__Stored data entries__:
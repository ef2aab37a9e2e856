//! Reading `msDS-PasswordSettings` objects.
//!
//! [`PasswordSettingsEntry`] wraps the raw attributes returned for one PSO and
//! interprets each value according to its [`ValueType`]. Missing attributes
//! take the default from [`PasswordSettingsAttribute::default_value`].

use std::borrow::Cow;

use tracing::{debug, instrument, warn};

use dirpolicy_core::error::{PolicyError, PolicyResult};
use dirpolicy_core::operation::AttributeSet;
use dirpolicy_core::policy::PasswordPolicy;
use dirpolicy_core::rule::PasswordRule;
use dirpolicy_core::types::ValueType;

use crate::config::PasswordSettingsConfig;
use crate::constants::{AD_FALSE, AD_TRUE, OBJECT_CLASS_PASSWORD_SETTINGS, VENDOR};
use crate::interval::AdInterval;
use crate::password_settings::PasswordSettingsAttribute;

/// A PSO value decoded according to its attribute's value type.
#[derive(Debug, Clone, PartialEq, Eq)]
pub enum PolicyValue {
    /// `MIN` and `MAX` attributes.
    Integer(i64),
    /// `BOOLEAN` attributes.
    Boolean(bool),
    /// `DURATION` attributes.
    Interval(AdInterval),
    /// `OTHER` attributes, left as directory text.
    Text(String),
}

/// A fine-grained password policy object read from the directory.
#[derive(Debug, Clone)]
pub struct PasswordSettingsEntry {
    dn: String,
    attributes: AttributeSet,
    config: PasswordSettingsConfig,
}

impl PasswordSettingsEntry {
    /// Wrap the attributes of the PSO at `dn`.
    pub fn new(dn: impl Into<String>, attributes: AttributeSet) -> Self {
        Self {
            dn: dn.into(),
            attributes,
            config: PasswordSettingsConfig::default(),
        }
    }

    /// Build an entry from a search result carrying its own DN.
    ///
    /// The DN is taken from `distinguishedName` (or `dn`). When `objectClass`
    /// is returned it must include `msDS-PasswordSettings`.
    pub fn from_search_entry(attributes: AttributeSet) -> PolicyResult<Self> {
        let dn = attributes
            .get_string("distinguishedName")
            .or_else(|| attributes.get_string("dn"))
            .filter(|dn| !dn.is_empty())
            .ok_or_else(|| PolicyError::MissingAttribute {
                attribute: "distinguishedName".to_string(),
            })?
            .to_string();

        if let Some(classes) = attributes.get_strings("objectClass") {
            if !classes
                .iter()
                .any(|c| c.eq_ignore_ascii_case(OBJECT_CLASS_PASSWORD_SETTINGS))
            {
                return Err(PolicyError::UnexpectedObjectClass {
                    dn,
                    expected: OBJECT_CLASS_PASSWORD_SETTINGS.to_string(),
                });
            }
        }

        debug!(dn = %dn, attributes = attributes.len(), "Loaded password settings entry");
        Ok(Self::new(dn, attributes))
    }

    /// Replace the interpretation settings.
    #[must_use]
    pub fn with_config(mut self, config: PasswordSettingsConfig) -> Self {
        self.config = config;
        self
    }

    /// Distinguished name of the PSO.
    pub fn dn(&self) -> &str {
        &self.dn
    }

    /// Common name of the PSO, if returned.
    pub fn cn(&self) -> Option<&str> {
        self.attributes.get_string("cn")
    }

    /// The raw attributes backing this entry.
    pub fn attributes(&self) -> &AttributeSet {
        &self.attributes
    }

    /// Whether the directory returned a usable value for `attr`.
    pub fn is_set(&self, attr: PasswordSettingsAttribute) -> bool {
        self.stored_value(attr).is_some()
    }

    fn stored_value(&self, attr: PasswordSettingsAttribute) -> Option<Cow<'_, str>> {
        let value = self.attributes.get(attr.key())?.to_text()?;
        if self.config.defaults_on_empty && value.trim().is_empty() {
            return None;
        }
        Some(value)
    }

    /// Directory text for `attr`, or its default when absent.
    pub fn raw_value(&self, attr: PasswordSettingsAttribute) -> Cow<'_, str> {
        self.stored_value(attr).unwrap_or_else(|| {
            debug!(dn = %self.dn, attribute = attr.key(), "Using default value");
            Cow::Borrowed(attr.default_value())
        })
    }

    fn interpret<T>(
        &self,
        attr: PasswordSettingsAttribute,
        parse: impl Fn(PasswordSettingsAttribute, &str) -> PolicyResult<T>,
    ) -> PolicyResult<T> {
        let raw = self.raw_value(attr);
        match parse(attr, &*raw) {
            Ok(value) => Ok(value),
            Err(err) if self.config.lenient_values => {
                warn!(
                    dn = %self.dn,
                    attribute = attr.ldap_attribute(),
                    value = %raw,
                    error = %err,
                    "Malformed password settings value, using default"
                );
                parse(attr, attr.default_value())
            }
            Err(err) => Err(err),
        }
    }

    /// Integer value of a `MIN`, `MAX` or `OTHER` attribute.
    #[instrument(skip(self), fields(dn = %self.dn))]
    pub fn integer(&self, attr: PasswordSettingsAttribute) -> PolicyResult<i64> {
        match attr.value_type() {
            ValueType::Min | ValueType::Max | ValueType::Other => {
                self.interpret(attr, parse_integer)
            }
            actual => Err(PolicyError::type_mismatch(
                attr.ldap_attribute(),
                actual,
                ValueType::Min,
            )),
        }
    }

    /// Value of a `BOOLEAN` attribute.
    #[instrument(skip(self), fields(dn = %self.dn))]
    pub fn boolean(&self, attr: PasswordSettingsAttribute) -> PolicyResult<bool> {
        if attr.value_type() != ValueType::Boolean {
            return Err(PolicyError::type_mismatch(
                attr.ldap_attribute(),
                attr.value_type(),
                ValueType::Boolean,
            ));
        }
        self.interpret(attr, parse_boolean)
    }

    /// Value of a `DURATION` attribute.
    #[instrument(skip(self), fields(dn = %self.dn))]
    pub fn interval(&self, attr: PasswordSettingsAttribute) -> PolicyResult<AdInterval> {
        if attr.value_type() != ValueType::Duration {
            return Err(PolicyError::type_mismatch(
                attr.ldap_attribute(),
                attr.value_type(),
                ValueType::Duration,
            ));
        }
        self.interpret(attr, parse_interval)
    }

    /// Value of any attribute, decoded by its value type.
    pub fn typed(&self, attr: PasswordSettingsAttribute) -> PolicyResult<PolicyValue> {
        match attr.value_type() {
            ValueType::Min | ValueType::Max => self.integer(attr).map(PolicyValue::Integer),
            ValueType::Boolean => self.boolean(attr).map(PolicyValue::Boolean),
            ValueType::Duration => self.interval(attr).map(PolicyValue::Interval),
            ValueType::Other => Ok(PolicyValue::Text(self.raw_value(attr).into_owned())),
        }
    }

    /// DNs of the users and groups this PSO applies to.
    ///
    /// The textual default of `msDS-PSOAppliesTo` is not a DN, so an absent
    /// attribute yields an empty list.
    pub fn applies_to(&self) -> Vec<&str> {
        self.attributes
            .get_strings(PasswordSettingsAttribute::PsoAppliesTo.key())
            .unwrap_or_default()
            .into_iter()
            .filter(|dn| !dn.trim().is_empty())
            .collect()
    }

    /// `msDS-PasswordSettingsPrecedence`; lower values win.
    pub fn precedence(&self) -> PolicyResult<i64> {
        self.integer(PasswordSettingsAttribute::PasswordSettingsPrecedence)
    }
}

fn parse_integer(attr: PasswordSettingsAttribute, raw: &str) -> PolicyResult<i64> {
    raw.trim().parse::<i64>().map_err(|e| {
        PolicyError::invalid_value_with_source(attr.ldap_attribute(), raw, attr.value_type(), e)
    })
}

fn parse_boolean(attr: PasswordSettingsAttribute, raw: &str) -> PolicyResult<bool> {
    let raw_trimmed = raw.trim();
    if raw_trimmed.eq_ignore_ascii_case(AD_TRUE) {
        Ok(true)
    } else if raw_trimmed.eq_ignore_ascii_case(AD_FALSE) {
        Ok(false)
    } else {
        Err(PolicyError::invalid_value(
            attr.ldap_attribute(),
            raw,
            ValueType::Boolean,
        ))
    }
}

fn parse_interval(attr: PasswordSettingsAttribute, raw: &str) -> PolicyResult<AdInterval> {
    AdInterval::parse(raw).map_err(|e| {
        PolicyError::invalid_value_with_source(attr.ldap_attribute(), raw, ValueType::Duration, e)
    })
}

impl PasswordPolicy for PasswordSettingsEntry {
    fn value(&self, key: &str) -> Option<String> {
        PasswordSettingsAttribute::all()
            .iter()
            .find(|attr| attr.key().eq_ignore_ascii_case(key))
            .map(|attr| self.raw_value(*attr).into_owned())
    }

    /// Generic rule values use the generic conventions: booleans are
    /// `true`/`false` and intervals are whole seconds, with AD's "never"
    /// reported as the rule's [`never_secs`](PasswordRule::never_secs).
    #[instrument(skip(self), fields(dn = %self.dn))]
    fn rule_value(&self, rule: PasswordRule) -> PolicyResult<String> {
        let attr = PasswordSettingsAttribute::attribute_for_rule(Some(rule))
            .ok_or_else(|| PolicyError::unsupported_rule(rule, VENDOR))?;

        let value = match self.typed(attr)? {
            PolicyValue::Integer(i) => i.to_string(),
            PolicyValue::Boolean(b) => b.to_string(),
            PolicyValue::Interval(interval) => interval.to_rule_secs(rule).to_string(),
            PolicyValue::Text(text) => text,
        };
        debug!(rule = %rule, attribute = attr.ldap_attribute(), value = %value, "Resolved rule");
        Ok(value)
    }

    fn keys(&self) -> Vec<&'static str> {
        PasswordSettingsAttribute::all()
            .iter()
            .map(|attr| attr.key())
            .collect()
    }

    fn source(&self) -> Option<&str> {
        Some(&self.dn)
    }
}

/// Pick the PSO that takes effect among several applying to the same user.
///
/// The lowest `msDS-PasswordSettingsPrecedence` wins; ties keep the earlier
/// entry. Entries whose precedence cannot be read are skipped.
#[instrument(skip(entries), fields(candidates = entries.len()))]
pub fn effective_policy(entries: &[PasswordSettingsEntry]) -> Option<&PasswordSettingsEntry> {
    let mut best: Option<(i64, &PasswordSettingsEntry)> = None;
    for entry in entries {
        let precedence = match entry.precedence() {
            Ok(p) => p,
            Err(err) => {
                warn!(dn = %entry.dn(), error = %err, "Skipping PSO with unreadable precedence");
                continue;
            }
        };
        if best.map_or(true, |(current, _)| precedence < current) {
            best = Some((precedence, entry));
        }
    }
    if let Some((precedence, entry)) = best {
        debug!(dn = %entry.dn(), precedence, "Selected effective PSO");
    }
    best.map(|(_, entry)| entry)
}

__ABOUT THIS TASK__: Retype exactly the lines of the data above, starting at its first line and finishing with the line that has "use crate::config::PasswordSettingsConfig;" in it.

__WRITTEN REPLY__:
repository ef2aab37a9e2e856
//! Reading `msDS-PasswordSettings` objects.
//!
//! [`PasswordSettingsEntry`] wraps the raw attributes returned for one PSO and
//! interprets each value according to its [`ValueType`]. Missing attributes
//! take the default from [`PasswordSettingsAttribute::default_value`].

use std::borrow::Cow;

use tracing::{debug, instrument, warn};

use dirpolicy_core::error::{PolicyError, PolicyResult};
use dirpolicy_core::operation::AttributeSet;
use dirpolicy_core::policy::PasswordPolicy;
use dirpolicy_core::rule::PasswordRule;
use dirpolicy_core::types::ValueType;

use crate::config::PasswordSettingsConfig;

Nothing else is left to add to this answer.